■ About this exercise:
Please reproduce the entries below exactly, starting at the first line and ending with the line that holds "attitude per unit of stick.".

[Collected data entries]
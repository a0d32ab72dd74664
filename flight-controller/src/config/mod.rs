//! Configuration contract between the slow configuration path and the
//! control tick.
//!
//! The tick only ever sees an immutable [`ControlConfig`] snapshot; new
//! values are published whole through [`store::ConfigStore`].

pub mod constants;
pub mod store;

use crate::control::pid::{PidParams, PidParamsError};
use crate::util::error::ConfigError;
use constants::*;

/// The eight control loops of the cascade, one PID each.
#[derive(Debug, Clone, Copy, PartialEq, Eq, Hash)]
pub enum LoopId {
    RollAttitude,
    PitchAttitude,
    RollRate,
    PitchRate,
    YawRate,
    Heading,
    AltitudePosition,
    AltitudeVelocity,
}

impl LoopId {
    pub const COUNT: usize = 8;

    pub const ALL: [LoopId; LoopId::COUNT] = [
        LoopId::RollAttitude,
        LoopId::PitchAttitude,
        LoopId::RollRate,
        LoopId::PitchRate,
        LoopId::YawRate,
        LoopId::Heading,
        LoopId::AltitudePosition,
        LoopId::AltitudeVelocity,
    ];

    pub fn index(self) -> usize {
        self as usize
    }
}

#[derive(Debug, Clone, PartialEq)]
pub struct ControlConfig {
    pub pid: [PidParams; LoopId::COUNT],
    /// Radians of attitude per unit of stick.
    pub attitude_scaling: f32,
    /// Radians per second of body rate per unit of stick.
    pub rate_scaling: f32,
    /// Metres of height offset per unit of throttle stick away from the
    /// reference throttle.
    pub altitude_command_scaling: f32,
    /// Fraction of the height offset applied when altitude hold runs in
    /// velocity mode.
    pub altitude_velocity_gain: f32,
    /// Altitude hold telemetry goes out every this many engaged ticks.
    pub telemetry_decimation: u32,
    pub loop_rate_hz: f32,
}

impl Default for ControlConfig {
    fn default() -> Self {
        let mut pid = [PidParams::default(); LoopId::COUNT];
        pid[LoopId::RollAttitude.index()] = ATTITUDE_PID;
        pid[LoopId::PitchAttitude.index()] = ATTITUDE_PID;
        pid[LoopId::RollRate.index()] = ROLL_PITCH_RATE_PID;
        pid[LoopId::PitchRate.index()] = ROLL_PITCH_RATE_PID;
        pid[LoopId::YawRate.index()] = YAW_RATE_PID;
        pid[LoopId::Heading.index()] = HEADING_PID;
        pid[LoopId::AltitudePosition.index()] = ALTITUDE_POSITION_PID;
        pid[LoopId::AltitudeVelocity.index()] = ALTITUDE_VELOCITY_PID;

        ControlConfig {
            pid,
            attitude_scaling: DEFAULT_MAX_ATTITUDE_DEG.to_radians(),
            rate_scaling: DEFAULT_MAX_RATE_DPS.to_radians(),
            altitude_command_scaling: ALTITUDE_COMMAND_SCALING_M,
            altitude_velocity_gain: ALTITUDE_VELOCITY_GAIN,
            telemetry_decimation: ALTITUDE_TELEMETRY_DECIMATION,
            loop_rate_hz: DEFAULT_LOOP_RATE_HZ,
        }
    }
}

impl ControlConfig {
    pub fn pid(&self, loop_id: LoopId) -> &PidParams {
        &self.pid[loop_id.index()]
    }

    pub fn pid_mut(&mut self, loop_id: LoopId) -> &mut PidParams {
        &mut self.pid[loop_id.index()]
    }

    /// Sets the rate scaling from the body rate wanted at full stick.
    pub fn with_max_rate_dps(mut self, max_rate_dps: f32) -> Self {
        self.rate_scaling = max_rate_dps.to_radians();
        self
    }

    pub fn max_rate_dps(&self) -> f32 {
        self.rate_scaling.to_degrees()
    }

    /// Sets the attitude scaling from the bank angle wanted at full stick.
    pub fn with_max_attitude_deg(mut self, max_attitude_deg: f32) -> Self {
        self.attitude_scaling = max_attitude_deg.to_radians();
        self
    }

    pub fn max_attitude_deg(&self) -> f32 {
        self.attitude_scaling.to_degrees()
    }

    pub fn nominal_dt(&self) -> f32 {
        1.0 / self.loop_rate_hz
    }

    pub fn validate(&self) -> Result<(), ConfigError> {
        for loop_id in LoopId::ALL {
            self.pid(loop_id).validate().map_err(|error| match error {
                PidParamsError::NonFiniteGain(field, value) => ConfigError::NonFiniteGain {
                    loop_id,
                    field,
                    value,
                },
                PidParamsError::InvalidLimit(field, value) => ConfigError::InvalidLimit {
                    loop_id,
                    field,
                    value,
                },
            })?;
        }

        let scalings = [
            ("attitude_scaling", self.attitude_scaling),
            ("rate_scaling", self.rate_scaling),
            ("altitude_command_scaling", self.altitude_command_scaling),
            ("altitude_velocity_gain", self.altitude_velocity_gain),
        ];
        if let Some((field, value)) = scalings.into_iter().find(|(_, value)| !value.is_finite()) {
            return Err(ConfigError::NonFiniteScaling { field, value });
        }

        if self.telemetry_decimation == 0 {
            return Err(ConfigError::ZeroTelemetryDecimation);
        }
        if !self.loop_rate_hz.is_finite() || self.loop_rate_hz <= 0.0 {
            return Err(ConfigError::InvalidLoopRate(self.loop_rate_hz));
        }
        Ok(())
    }
}

#[cfg(test)]
mod tests {
    use super::*;

    #[test]
    fn test_default_config_is_valid() {
        assert_eq!(ControlConfig::default().validate(), Ok(()));
    }

    #[test]
    fn test_loop_ids_index_the_table_in_order() {
        for (position, loop_id) in LoopId::ALL.iter().enumerate() {
            assert_eq!(loop_id.index(), position);
        }
    }

    #[test]
    fn test_scaling_helpers_round_trip_units() {
        let config = ControlConfig::default()
            .with_max_rate_dps(180.0)
            .with_max_attitude_deg(30.0);
        assert!((config.rate_scaling - core::f32::consts::PI).abs() < 1e-6);
        assert!((config.max_rate_dps() - 180.0).abs() < 1e-3);
        assert!((config.max_attitude_deg() - 30.0).abs() < 1e-3);
    }

    #[test]
    fn test_nan_gain_is_rejected() {
        let mut config = ControlConfig::default();
        config.pid_mut(LoopId::YawRate).derivative = f32::NAN;
        assert!(matches!(
            config.validate(),
            Err(ConfigError::NonFiniteGain {
                loop_id: LoopId::YawRate,
                field: "derivative",
                ..
            })
        ));
    }

    #[test]
    fn test_negative_limit_is_rejected() {
        let mut config = ControlConfig::default();
        config.pid_mut(LoopId::AltitudeVelocity).output_limit = -1.0;
        assert_eq!(
            config.validate(),
            Err(ConfigError::InvalidLimit {
                loop_id: LoopId::AltitudeVelocity,
                field: "output_limit",
                value: -1.0,
            })
        );
    }

    #[test]
    fn test_bad_scalars_are_rejected() {
        let mut config = ControlConfig::default();
        config.rate_scaling = f32::INFINITY;
        assert!(matches!(
            config.validate(),
            Err(ConfigError::NonFiniteScaling {
                field: "rate_scaling",
                ..
            })
        ));

        let mut config = ControlConfig::default();
        config.telemetry_decimation = 0;
        assert_eq!(config.validate(), Err(ConfigError::ZeroTelemetryDecimation));

        let mut config = ControlConfig::default();
        config.loop_rate_hz = 0.0;
        assert_eq!(config.validate(), Err(ConfigError::InvalidLoopRate(0.0)));
    }
}
use crate::config::LoopId;

/// Reasons a configuration snapshot is refused before it can reach the
/// control tick.
#[derive(Debug, Clone, PartialEq, thiserror::Error)]
pub enum ConfigError {
    #[error("{loop_id:?} {field} gain is not finite: {value}")]
    NonFiniteGain {
        loop_id: LoopId,
        field: &'static str,
        value: f32,
    },

    #[error("{loop_id:?} {field} must be finite and non-negative, got {value}")]
    InvalidLimit {
        loop_id: LoopId,
        field: &'static str,
        value: f32,
    },

    #[error("{field} must be finite, got {value}")]
    NonFiniteScaling { field: &'static str, value: f32 },

    #[error("telemetry decimation must be at least 1")]
    ZeroTelemetryDecimation,

    #[error("loop rate must be finite and positive, got {0} Hz")]
    InvalidLoopRate(f32),
}
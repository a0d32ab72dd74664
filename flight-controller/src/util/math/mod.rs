pub mod angles;
pub mod vectors;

■ Expected answer:
repository a0d32ab72dd74664
filename flight-controller/src/config/mod.rs
//! Configuration contract between the slow configuration path and the
//! control tick.
//!
//! The tick only ever sees an immutable [`ControlConfig`] snapshot; new
//! values are published whole through [`store::ConfigStore`].

pub mod constants;
pub mod store;

use crate::control::pid::{PidParams, PidParamsError};
use crate::util::error::ConfigError;
use constants::*;

/// The eight control loops of the cascade, one PID each.
#[derive(Debug, Clone, Copy, PartialEq, Eq, Hash)]
pub enum LoopId {
    RollAttitude,
    PitchAttitude,
    RollRate,
    PitchRate,
    YawRate,
    Heading,
    AltitudePosition,
    AltitudeVelocity,
}

impl LoopId {
    pub const COUNT: usize = 8;

    pub const ALL: [LoopId; LoopId::COUNT] = [
        LoopId::RollAttitude,
        LoopId::PitchAttitude,
        LoopId::RollRate,
        LoopId::PitchRate,
        LoopId::YawRate,
        LoopId::Heading,
        LoopId::AltitudePosition,
        LoopId::AltitudeVelocity,
    ];

    pub fn index(self) -> usize {
        self as usize
    }
}

#[derive(Debug, Clone, PartialEq)]
pub struct ControlConfig {
    pub pid: [PidParams; LoopId::COUNT],
    /// Radians of attitude per unit of stick.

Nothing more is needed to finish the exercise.